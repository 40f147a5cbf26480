use std::{
    path::{Path, PathBuf},
    sync::RwLock,
};

use tracing::{debug, warn};

use crate::{env_subst::substitute_env, schema::JfpConfig};

/// Standard config file names, checked in order.
const CONFIG_FILENAMES: &[&str] = &["jfp.toml", "jfp.yaml", "jfp.yml", "jfp.json"];

/// Environment variable that relocates every jfp directory under one root.
pub const HOME_ENV: &str = "JFP_HOME";

static CONFIG_DIR_OVERRIDE: RwLock<Option<PathBuf>> = RwLock::new(None);
static CACHE_DIR_OVERRIDE: RwLock<Option<PathBuf>> = RwLock::new(None);

/// Load config from the given path (any supported format).
pub fn load_config(path: &Path) -> anyhow::Result<JfpConfig> {
    let raw = std::fs::read_to_string(path)
        .map_err(|e| anyhow::anyhow!("failed to read {}: {e}", path.display()))?;
    let raw = substitute_env(&raw);
    parse_config(&raw, path)
}

/// Discover and load config from standard locations.
///
/// Search order:
/// 1. `./jfp.{toml,yaml,yml,json}` (project-local)
/// 2. `<config_dir>/jfp.{toml,yaml,yml,json}` (user-global)
///
/// Returns `JfpConfig::default()` if no config file is found.
pub fn discover_and_load() -> JfpConfig {
    if let Some(path) = find_config_file() {
        debug!(path = %path.display(), "loading config");
        match load_config(&path) {
            Ok(cfg) => return cfg,
            Err(e) => {
                warn!(path = %path.display(), error = %e, "failed to load config, using defaults");
            },
        }
    } else {
        debug!("no config file found, using defaults");
    }
    JfpConfig::default()
}

/// Find the first config file in standard locations.
pub fn find_config_file() -> Option<PathBuf> {
    for name in CONFIG_FILENAMES {
        let p = PathBuf::from(name);
        if p.exists() {
            return Some(p);
        }
    }

    let dir = config_dir();
    CONFIG_FILENAMES
        .iter()
        .map(|name| dir.join(name))
        .find(|p| p.exists())
}

/// Override the config directory for the rest of the process.
pub fn set_config_dir(dir: PathBuf) {
    if let Ok(mut guard) = CONFIG_DIR_OVERRIDE.write() {
        *guard = Some(dir);
    }
}

pub fn clear_config_dir() {
    if let Ok(mut guard) = CONFIG_DIR_OVERRIDE.write() {
        *guard = None;
    }
}

/// Override the cache directory for the rest of the process.
pub fn set_cache_dir(dir: PathBuf) {
    if let Ok(mut guard) = CACHE_DIR_OVERRIDE.write() {
        *guard = Some(dir);
    }
}

/// Returns the user-global config directory.
///
/// Precedence: [`set_config_dir`] override, `$JFP_HOME/.config/jfp`, the
/// platform config dir, then `./.jfp`.
pub fn config_dir() -> PathBuf {
    if let Some(dir) = read_override(&CONFIG_DIR_OVERRIDE) {
        return dir;
    }
    if let Some(home) = home_override() {
        return home.join(".config").join("jfp");
    }
    directories::ProjectDirs::from("", "", "jfp")
        .map(|d| d.config_dir().to_path_buf())
        .unwrap_or_else(|| PathBuf::from(".jfp"))
}

/// Returns the cache directory holding registry and library caches.
pub fn cache_dir() -> PathBuf {
    if let Some(dir) = read_override(&CACHE_DIR_OVERRIDE) {
        return dir;
    }
    if let Some(home) = home_override() {
        return home.join(".cache").join("jfp");
    }
    directories::ProjectDirs::from("", "", "jfp")
        .map(|d| d.cache_dir().to_path_buf())
        .unwrap_or_else(|| PathBuf::from(".jfp").join("cache"))
}

/// Returns the path of an existing config file, or the default TOML path.
pub fn find_or_default_config_path() -> PathBuf {
    find_config_file().unwrap_or_else(|| config_dir().join("jfp.toml"))
}

/// Serialize `config` to TOML and write it to the user-global config path.
///
/// Creates parent directories if needed. Returns the path written to.
pub fn save_config(config: &JfpConfig) -> anyhow::Result<PathBuf> {
    let path = find_or_default_config_path();
    if let Some(parent) = path.parent() {
        std::fs::create_dir_all(parent)?;
    }
    let toml_str =
        toml::to_string_pretty(config).map_err(|e| anyhow::anyhow!("serialize config: {e}"))?;
    std::fs::write(&path, toml_str)?;
    debug!(path = %path.display(), "saved config");
    Ok(path)
}

fn read_override(slot: &RwLock<Option<PathBuf>>) -> Option<PathBuf> {
    slot.read().ok().and_then(|guard| guard.clone())
}

fn home_override() -> Option<PathBuf> {
    std::env::var_os(HOME_ENV)
        .filter(|v| !v.is_empty())
        .map(PathBuf::from)
}

fn parse_config(raw: &str, path: &Path) -> anyhow::Result<JfpConfig> {
    let ext = path.extension().and_then(|e| e.to_str()).unwrap_or("toml");

    match ext {
        "toml" => Ok(toml::from_str(raw)?),
        "yaml" | "yml" => Ok(serde_yaml::from_str(raw)?),
        "json" => Ok(serde_json::from_str(raw)?),
        _ => anyhow::bail!("unsupported config format: .{ext}"),
    }
}

#[allow(clippy::unwrap_used, clippy::expect_used)]
#[cfg(test)]
mod tests {
    use super::*;

    #[test]
    fn loads_each_supported_format() {
        let tmp = tempfile::tempdir().unwrap();

        let toml_path = tmp.path().join("jfp.toml");
        std::fs::write(&toml_path, "[registry]\ntimeout_ms = 500\n").unwrap();
        assert_eq!(load_config(&toml_path).unwrap().registry.timeout_ms, 500);

        let yaml_path = tmp.path().join("jfp.yaml");
        std::fs::write(&yaml_path, "skills:\n  prefer_project: true\n").unwrap();
        assert!(load_config(&yaml_path).unwrap().skills.prefer_project);

        let json_path = tmp.path().join("jfp.json");
        std::fs::write(&json_path, r#"{"output":{"json":true}}"#).unwrap();
        assert!(load_config(&json_path).unwrap().output.json);
    }

    #[test]
    fn rejects_unknown_extension() {
        let tmp = tempfile::tempdir().unwrap();
        let path = tmp.path().join("jfp.ini");
        std::fs::write(&path, "x=1").unwrap();
        let err = load_config(&path).unwrap_err();
        assert!(err.to_string().contains("unsupported config format"));
    }

    #[test]
    fn invalid_file_is_an_error() {
        let tmp = tempfile::tempdir().unwrap();
        let path = tmp.path().join("jfp.toml");
        std::fs::write(&path, "[registry\n").unwrap();
        assert!(load_config(&path).is_err());
    }

    // One test owns the process-wide overrides so parallel tests never race.
    #[test]
    fn directory_overrides_and_save() {
        let tmp = tempfile::tempdir().unwrap();
        let cache = tmp.path().join("cache");
        set_cache_dir(cache.clone());
        assert_eq!(cache_dir(), cache);

        set_config_dir(tmp.path().to_path_buf());
        assert_eq!(config_dir(), tmp.path());

        let mut cfg = JfpConfig::default();
        cfg.registry.timeout_ms = 750;
        let written = save_config(&cfg).unwrap();
        assert_eq!(written, tmp.path().join("jfp.toml"));
        assert_eq!(load_config(&written).unwrap(), cfg);

        clear_config_dir();
        assert_ne!(config_dir(), tmp.path());
    }
}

▶ What this task involves: Write the entries out again exactly.

▶ Answer for this exercise:
repository 40f147a5cbf26480
use std::{
    path::{Path, PathBuf},
    sync::RwLock,
};

use tracing::{debug, warn};

use crate::{env_subst::substitute_env, schema::JfpConfig};

/// Standard config file names, checked in order.
const CONFIG_FILENAMES: &[&str] = &["jfp.toml", "jfp.yaml", "jfp.yml", "jfp.json"];

/// Environment variable that relocates every jfp directory under one root.
pub const HOME_ENV: &str = "JFP_HOME";

static CONFIG_DIR_OVERRIDE: RwLock<Option<PathBuf>> = RwLock::new(None);
static CACHE_DIR_OVERRIDE: RwLock<Option<PathBuf>> = RwLock::new(None);

/// Load config from the given path (any supported format).
pub fn load_config(path: &Path) -> anyhow::Result<JfpConfig> {
    let raw = std::fs::read_to_string(path)
        .map_err(|e| anyhow::anyhow!("failed to read {}: {e}", path.display()))?;
    let raw = substitute_env(&raw);
    parse_config(&raw, path)
}

/// Discover and load config from standard locations.
///
/// Search order:
/// 1. `./jfp.{toml,yaml,yml,json}` (project-local)
/// 2. `<config_dir>/jfp.{toml,yaml,yml,json}` (user-global)
///
/// Returns `JfpConfig::default()` if no config file is found.
pub fn discover_and_load() -> JfpConfig {
    if let Some(path) = find_config_file() {
        debug!(path = %path.display(), "loading config");
        match load_config(&path) {
            Ok(cfg) => return cfg,
            Err(e) => {
                warn!(path = %path.display(), error = %e, "failed to load config, using defaults");
            },
        }
    } else {
        debug!("no config file found, using defaults");
    }
    JfpConfig::default()
}

/// Find the first config file in standard locations.
pub fn find_config_file() -> Option<PathBuf> {
    for name in CONFIG_FILENAMES {
        let p = PathBuf::from(name);
        if p.exists() {
            return Some(p);
        }
    }

    let dir = config_dir();
    CONFIG_FILENAMES
        .iter()
        .map(|name| dir.join(name))
        .find(|p| p.exists())
}

/// Override the config directory for the rest of the process.
pub fn set_config_dir(dir: PathBuf) {
    if let Ok(mut guard) = CONFIG_DIR_OVERRIDE.write() {
        *guard = Some(dir);
    }
}

pub fn clear_config_dir() {
    if let Ok(mut guard) = CONFIG_DIR_OVERRIDE.write() {
        *guard = None;
    }
}

/// Override the cache directory for the rest of the process.
pub fn set_cache_dir(dir: PathBuf) {
    if let Ok(mut guard) = CACHE_DIR_OVERRIDE.write() {
        *guard = Some(dir);
    }
}

/// Returns the user-global config directory.
///
/// Precedence: [`set_config_dir`] override, `$JFP_HOME/.config/jfp`, the
/// platform config dir, then `./.jfp`.
pub fn config_dir() -> PathBuf {
    if let Some(dir) = read_override(&CONFIG_DIR_OVERRIDE) {
        return dir;
    }
    if let Some(home) = home_override() {
        return home.join(".config").join("jfp");
    }
    directories::ProjectDirs::from("", "", "jfp")
        .map(|d| d.config_dir().to_path_buf())
        .unwrap_or_else(|| PathBuf::from(".jfp"))
}

/// Returns the cache directory holding registry and library caches.
pub fn cache_dir() -> PathBuf {
    if let Some(dir) = read_override(&CACHE_DIR_OVERRIDE) {
        return dir;
    }
    if let Some(home) = home_override() {
        return home.join(".cache").join("jfp");
    }
    directories::ProjectDirs::from("", "", "jfp")
        .map(|d| d.cache_dir().to_path_buf())
        .unwrap_or_else(|| PathBuf::from(".jfp").join("cache"))
}

/// Returns the path of an existing config file, or the default TOML path.
pub fn find_or_default_config_path() -> PathBuf {
    find_config_file().unwrap_or_else(|| config_dir().join("jfp.toml"))
}

/// Serialize `config` to TOML and write it to the user-global config path.
///
/// Creates parent directories if needed. Returns the path written to.
pub fn save_config(config: &JfpConfig) -> anyhow::Result<PathBuf> {
    let path = find_or_default_config_path();
    if let Some(parent) = path.parent() {
        std::fs::create_dir_all(parent)?;
    }
    let toml_str =
        toml::to_string_pretty(config).map_err(|e| anyhow::anyhow!("serialize config: {e}"))?;
    std::fs::write(&path, toml_str)?;
    debug!(path = %path.display(), "saved config");
    Ok(path)
}

fn read_override(slot: &RwLock<Option<PathBuf>>) -> Option<PathBuf> {
    slot.read().ok().and_then(|guard| guard.clone())
}

fn home_override() -> Option<PathBuf> {
    std::env::var_os(HOME_ENV)
        .filter(|v| !v.is_empty())
        .map(PathBuf::from)
}

fn parse_config(raw: &str, path: &Path) -> anyhow::Result<JfpConfig> {
    let ext = path.extension().and_then(|e| e.to_str()).unwrap_or("toml");

    match ext {
        "toml" => Ok(toml::from_str(raw)?),
        "yaml" | "yml" => Ok(serde_yaml::from_str(raw)?),
        "json" => Ok(serde_json::from_str(raw)?),
        _ => anyhow::bail!("unsupported config format: .{ext}"),
    }
}

#[allow(clippy::unwrap_used, clippy::expect_used)]
#[cfg(test)]
mod tests {
    use super::*;

    #[test]
    fn loads_each_supported_format() {
        let tmp = tempfile::tempdir().unwrap();

        let toml_path = tmp.path().join("jfp.toml");
        std::fs::write(&toml_path, "[registry]\ntimeout_ms = 500\n").unwrap();
        assert_eq!(load_config(&toml_path).unwrap().registry.timeout_ms, 500);

        let yaml_path = tmp.path().join("jfp.yaml");
        std::fs::write(&yaml_path, "skills:\n  prefer_project: true\n").unwrap();
        assert!(load_config(&yaml_path).unwrap().skills.prefer_project);

        let json_path = tmp.path().join("jfp.json");
        std::fs::write(&json_path, r#"{"output":{"json":true}}"#).unwrap();
        assert!(load_config(&json_path).unwrap().output.json);
    }

    #[test]
    fn rejects_unknown_extension() {
        let tmp = tempfile::tempdir().unwrap();
        let path = tmp.path().join("jfp.ini");
        std::fs::write(&path, "x=1").unwrap();
        let err = load_config(&path).unwrap_err();
        assert!(err.to_string().contains("unsupported config format"));
    }

    #[test]
    fn invalid_file_is_an_error() {
        let tmp = tempfile::tempdir().unwrap();
        let path = tmp.path().join("jfp.toml");
        std::fs::write(&path, "[registry\n").unwrap();
        assert!(load_config(&path).is_err());
    }

    // One test owns the process-wide overrides so parallel tests never race.
    #[test]
    fn directory_overrides_and_save() {
        let tmp = tempfile::tempdir().unwrap();
        let cache = tmp.path().join("cache");
        set_cache_dir(cache.clone());
        assert_eq!(cache_dir(), cache);

        set_config_dir(tmp.path().to_path_buf());
        assert_eq!(config_dir(), tmp.path());

        let mut cfg = JfpConfig::default();
        cfg.registry.timeout_ms = 750;
        let written = save_config(&cfg).unwrap();
        assert_eq!(written, tmp.path().join("jfp.toml"));
        assert_eq!(load_config(&written).unwrap(), cfg);

        clear_config_dir();
        assert_ne!(config_dir(), tmp.path());
    }
}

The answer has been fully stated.